Well don't use it. You aren't the target customer because for me, fixing the performance bottleneck is a lot harder than finding a divide by zero, and I certainly don't want to pay for the compiler to check things like divide-by-zero without me asking it to. When I don't care about performance, I reach for a scripting language or something. It's a tool, don't get all emotionally worked up about it.

pjmlp · on Nov 4, 2018

We are entitled to be emotional about it, because we all have to use tools which have the misfortune to be written in C derived languages.

Even if I don't touch those languages for production code, my whole stack safety is dependent how well those underlying layers behave, and how responsibile the developers were towards writing secure core.
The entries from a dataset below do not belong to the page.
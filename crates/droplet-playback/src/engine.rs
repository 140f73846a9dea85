// SPDX-License-Identifier: Apache-2.0
// © James Ross Ω FLYING•ROBOTS <https://github.com/flyingrobots>
//! Playback coordinator.
//!
//! # State machine
//!
//! The engine is `Idle`, `Fetching` or `Animating`. Navigation only moves the
//! selection and then calls `update_frame`, which does nothing unless the
//! engine is idle. From idle it takes exactly one step toward the selection:
//!
//! - if the next frame is cached, reconcile it and hand the batch to the
//!   [`AnimationDriver`] (`Animating`);
//! - otherwise ask the [`FrameFetcher`] for the next uncached index
//!   (`Fetching`), unless the timeline is closed.
//!
//! Completion callbacks return the engine to idle and call `update_frame`
//! again, re-reading the selection. Requests made while busy are coalesced
//! into the selection; every intermediate frame is still replayed.

use core::time::Duration;

use droplet_model::{DropletId, Frame};
use tracing::{debug, error, info, trace, warn};

use crate::cursor::{PlaybackCursor, SliderPosition};
use crate::error::PlaybackError;
use crate::port::{AnimationBatch, AnimationDriver, FetchError, FrameFetcher};
use crate::store::FrameStore;
use crate::tracker::EntityTracker;

/// Engine-side configuration.
#[derive(Clone, Copy, Debug, PartialEq, Eq)]
pub struct PlaybackConfig {
    /// Length of a single step when no further steps are queued.
    pub base_duration: Duration,
}

impl Default for PlaybackConfig {
    fn default() -> Self {
        Self {
            base_duration: Duration::from_millis(200),
        }
    }
}

/// What the engine is waiting for.
#[derive(Clone, Copy, Debug, PartialEq, Eq)]
pub enum Activity {
    /// Nothing in flight.
    Idle,
    /// Waiting for frame `index` from the fetcher.
    Fetching {
        /// Requested frame index.
        index: usize,
    },
    /// Waiting for batch `epoch` to finish animating.
    Animating {
        /// Batch counter.
        epoch: u64,
        /// Step direction of the batch.
        delta: isize,
    },
}

/// Read-only view of the playback state for hosts.
#[derive(Clone, Copy, Debug, PartialEq, Eq)]
pub struct PlaybackState {
    /// Frame currently shown.
    pub display_frame: usize,
    /// Frame the user wants shown.
    pub selected_frame: usize,
    /// Frozen upper bound once closed; `None` while unbounded.
    pub max_frame: Option<usize>,
    /// Whether the source is exhausted. Terminal.
    pub closed: bool,
    /// Whether a fetch or batch is in flight.
    pub running: bool,
    /// Frames fetched so far.
    pub cached_frames: usize,
}

#[derive(Debug)]
enum Phase {
    Idle,
    Fetching {
        index: usize,
    },
    Animating {
        epoch: u64,
        delta: isize,
        in_flight: Vec<DropletId>,
    },
}

/// One playback session: frame cache, tracked droplets, cursor and ports.
///
/// All mutation happens on the caller's thread. Hosts feed asynchronous
/// results back in through [`on_frame_fetched`](Self::on_frame_fetched) and
/// [`on_complete`](Self::on_complete).
#[derive(Debug)]
pub struct PlaybackEngine<D, F> {
    config: PlaybackConfig,
    store: FrameStore,
    tracker: EntityTracker,
    cursor: PlaybackCursor,
    phase: Phase,
    epoch: u64,
    driver: D,
    fetcher: F,
}

impl<D, F> PlaybackEngine<D, F>
where
    D: AnimationDriver,
    F: FrameFetcher,
{
    /// Creates an idle engine with an empty store.
    pub fn new(config: PlaybackConfig, driver: D, fetcher: F) -> Self {
        Self {
            config,
            store: FrameStore::new(),
            tracker: EntityTracker::new(),
            cursor: PlaybackCursor::new(),
            phase: Phase::Idle,
            epoch: 0,
            driver,
            fetcher,
        }
    }

    /// Requests the initial frame if nothing has been fetched yet.
    pub fn start(&mut self) {
        if self.store.is_empty() && matches!(self.phase, Phase::Idle) && !self.is_closed() {
            self.request_fetch();
        }
    }

    /// Selects the next frame. No-op at a frozen `max_frame`.
    pub fn forward(&mut self) {
        if self.cursor.forward() {
            self.update_frame();
        }
    }

    /// Selects the previous frame. No-op at frame 0.
    pub fn backward(&mut self) {
        if self.cursor.backward() {
            self.update_frame();
        }
    }

    /// Selects `target`, clamped into the valid range.
    pub fn seek(&mut self, target: usize) {
        if self.cursor.seek(target) {
            self.update_frame();
        }
    }

    /// Delivers the outcome of the outstanding fetch.
    ///
    /// A failure closes the timeline: `max_frame` freezes at the shown frame
    /// and no further fetch is attempted.
    ///
    /// # Errors
    ///
    /// - [`PlaybackError::NoFetchInFlight`] if no fetch was requested.
    /// - [`PlaybackError::OutOfOrderFrame`] if the frame index is not the one
    ///   requested. The frame is discarded; the session cannot continue fetching
    ///   reliably.
    pub fn on_frame_fetched(
        &mut self,
        result: Result<Frame, FetchError>,
    ) -> Result<(), PlaybackError> {
        let Phase::Fetching { index } = self.phase else {
            warn!("fetch result delivered while not fetching");
            return Err(PlaybackError::NoFetchInFlight);
        };
        self.phase = Phase::Idle;

        match result {
            Ok(frame) => {
                if let Err(err) = self.store.append(frame) {
                    error!(%err, "fetcher delivered an out-of-order frame");
                    return Err(err.into());
                }
                debug!(index, cached = self.store.len(), "frame cached");
                if index == 0 {
                    self.place_initial();
                }
                self.update_frame();
            }
            Err(err) => {
                self.cursor.close();
                info!(
                    %err,
                    max_frame = self.cursor.display_frame(),
                    "frame source closed"
                );
                self.update_frame();
            }
        }
        Ok(())
    }

    /// Signals that the in-flight batch has finished animating.
    ///
    /// # Errors
    ///
    /// Returns [`PlaybackError::NoBatchInFlight`] if no batch was running.
    pub fn on_complete(&mut self) -> Result<(), PlaybackError> {
        let (epoch, delta, in_flight) = match core::mem::replace(&mut self.phase, Phase::Idle) {
            Phase::Animating {
                epoch,
                delta,
                in_flight,
            } => (epoch, delta, in_flight),
            other => {
                self.phase = other;
                warn!("batch completion delivered while not animating");
                return Err(PlaybackError::NoBatchInFlight);
            }
        };

        self.cursor.advance(delta);
        let finished = self.tracker.settle(&in_flight);
        if !finished.is_empty() {
            debug!(count = finished.len(), "deferred removals finished");
            self.driver.hide(&finished);
        }
        debug!(epoch, display = self.cursor.display_frame(), "batch complete");

        if self.cursor.delta() == 0 {
            trace!("converged");
        } else {
            self.update_frame();
        }
        Ok(())
    }

    fn update_frame(&mut self) {
        let Some(target) = self.cursor.next_target() else {
            return;
        };
        if !matches!(self.phase, Phase::Idle) {
            trace!(target, "busy; selection coalesced");
            return;
        }
        if target < self.store.len() {
            self.dispatch(target);
        } else if !self.cursor.is_closed() {
            self.request_fetch();
        }
    }

    fn request_fetch(&mut self) {
        let index = self.store.len();
        self.phase = Phase::Fetching { index };
        debug!(index, "requesting frame");
        self.fetcher.request_frame(index);
    }

    fn dispatch(&mut self, target: usize) {
        let delta = self.cursor.delta();
        let Ok(frame) = self.store.get(target) else {
            return;
        };

        let steps = u32::try_from(self.cursor.outstanding_steps().max(1)).unwrap_or(u32::MAX);
        let duration_hint = self.config.base_duration / steps;

        let out = self.tracker.reconcile(frame);
        let in_flight: Vec<DropletId> = out.transitions.iter().map(|t| t.id).collect();
        self.tracker.begin(&in_flight);

        self.epoch += 1;
        let batch = AnimationBatch {
            epoch: self.epoch,
            from_frame: self.cursor.display_frame(),
            to_frame: target,
            transitions: out.transitions,
            hidden: out.hidden,
            duration_hint,
        };
        debug!(
            epoch = batch.epoch,
            from = batch.from_frame,
            to = batch.to_frame,
            moves = batch.transitions.len(),
            hidden = batch.hidden.len(),
            deferred = out.deferred.len(),
            ?duration_hint,
            "replaying frame"
        );
        self.phase = Phase::Animating {
            epoch: self.epoch,
            delta,
            in_flight,
        };
        self.driver.animate(batch);
    }

    fn place_initial(&mut self) {
        let Ok(frame) = self.store.get(0) else {
            return;
        };
        let out = self.tracker.reconcile(frame);
        debug!(droplets = out.transitions.len(), "placing initial frame");
        self.driver.place(&out.transitions);
    }

    /// Snapshot of cursor, bounds and activity.
    pub fn state(&self) -> PlaybackState {
        PlaybackState {
            display_frame: self.cursor.display_frame(),
            selected_frame: self.cursor.selected_frame(),
            max_frame: self.cursor.max_frame(),
            closed: self.cursor.is_closed(),
            running: !matches!(self.phase, Phase::Idle),
            cached_frames: self.store.len(),
        }
    }

    /// What the engine is currently waiting for.
    pub fn activity(&self) -> Activity {
        match &self.phase {
            Phase::Idle => Activity::Idle,
            Phase::Fetching { index } => Activity::Fetching { index: *index },
            Phase::Animating { epoch, delta, .. } => Activity::Animating {
                epoch: *epoch,
                delta: *delta,
            },
        }
    }

    /// Slider readout: `display_frame + delta()` and the current upper bound.
    pub fn slider(&self) -> SliderPosition {
        self.cursor.slider(self.store.len())
    }

    /// Whether the source is exhausted.
    pub fn is_closed(&self) -> bool {
        self.cursor.is_closed()
    }

    /// The cursor.
    pub fn cursor(&self) -> &PlaybackCursor {
        &self.cursor
    }

    /// Cached frames.
    pub fn store(&self) -> &FrameStore {
        &self.store
    }

    /// Tracked droplets.
    pub fn tracker(&self) -> &EntityTracker {
        &self.tracker
    }

    /// The animation driver.
    pub fn driver(&self) -> &D {
        &self.driver
    }

    /// The animation driver, mutably (hosts tick their tweens through this).
    pub fn driver_mut(&mut self) -> &mut D {
        &mut self.driver
    }

    /// The fetcher.
    pub fn fetcher(&self) -> &F {
        &self.fetcher
    }

    /// The fetcher, mutably.
    pub fn fetcher_mut(&mut self) -> &mut F {
        &mut self.fetcher
    }
}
Which as proven by buffer oveflows in IoT devices not much.

xmiller · on Nov 4, 2018

So where is your production code written in Ada or Pascal?

pjmlp · on Nov 4, 2018

Ada cannot tell.

Pascal was replaced by Java and C#.

jacoblambda · on Nov 4, 2018

Ada absolutely can tell. Divide by zero throws an exception and buffer overflows are caught by essentially every modern compiler.

pjmlp · on Nov 4, 2018

Sure it can, but that wasn't the question. Rather what happened to the code I have written.

NDAs make us not able to tell about stuff.

What magic variant of C or C++ compiler are you using that throws errors on buffer corruption, unless you are speaking about using code with debugging mode enabled in production instead of using a proper release build.

jstimpfle · on Nov 4, 2018

> buffer overflows are caught by essentially every modern compiler.

If you use high-level arrays with bounds-checking, which are not always fast enough, and can become a maintenaince burden. If they should be absolutely secure (like, std::vector isn't - it can be moved behind your back), they also require GC.

dagenix · on Nov 4, 2018

> don't get all emotionally worked up about it.

Not constructive

pjmlp · on Nov 4, 2018

I was always able to write fast code in languages like Object Pascal and Ada, while being safe from C and C++ UB cargo cult.

jstimpfle · on Nov 4, 2018

Cannot speak for Ada. Only looked through a few tutorials once or twice and did not pursue further, I think mainly because I did not like the verbosity.

> Object Pascal

FWIW I've worked for 6 months with a large Delphi code base (which is Object Pascal right?) and I really wanted to like it (and I did like quite a few aspects to it). Note that I was employed to improve performance, and I was competent enough about performance to have achieved speedups of 100x to 1000x for the parts I was working on. So, I'm not saying you can't write performant code in Delphi. But here are a few annoyances I can remember:

- Need to typedef Type of Pointer-To-Type for anything before using it in function arguments: type Foo = record .. end; type PFoo = ^Foo; type PPFoo = ^^Foo. This is not only annoying. It's also extremely hard to read function signatures like function Foo(a: PFoo; b: PPBar) compared to function Foo(A: ^Foo; b: ^^Bar) IMHO.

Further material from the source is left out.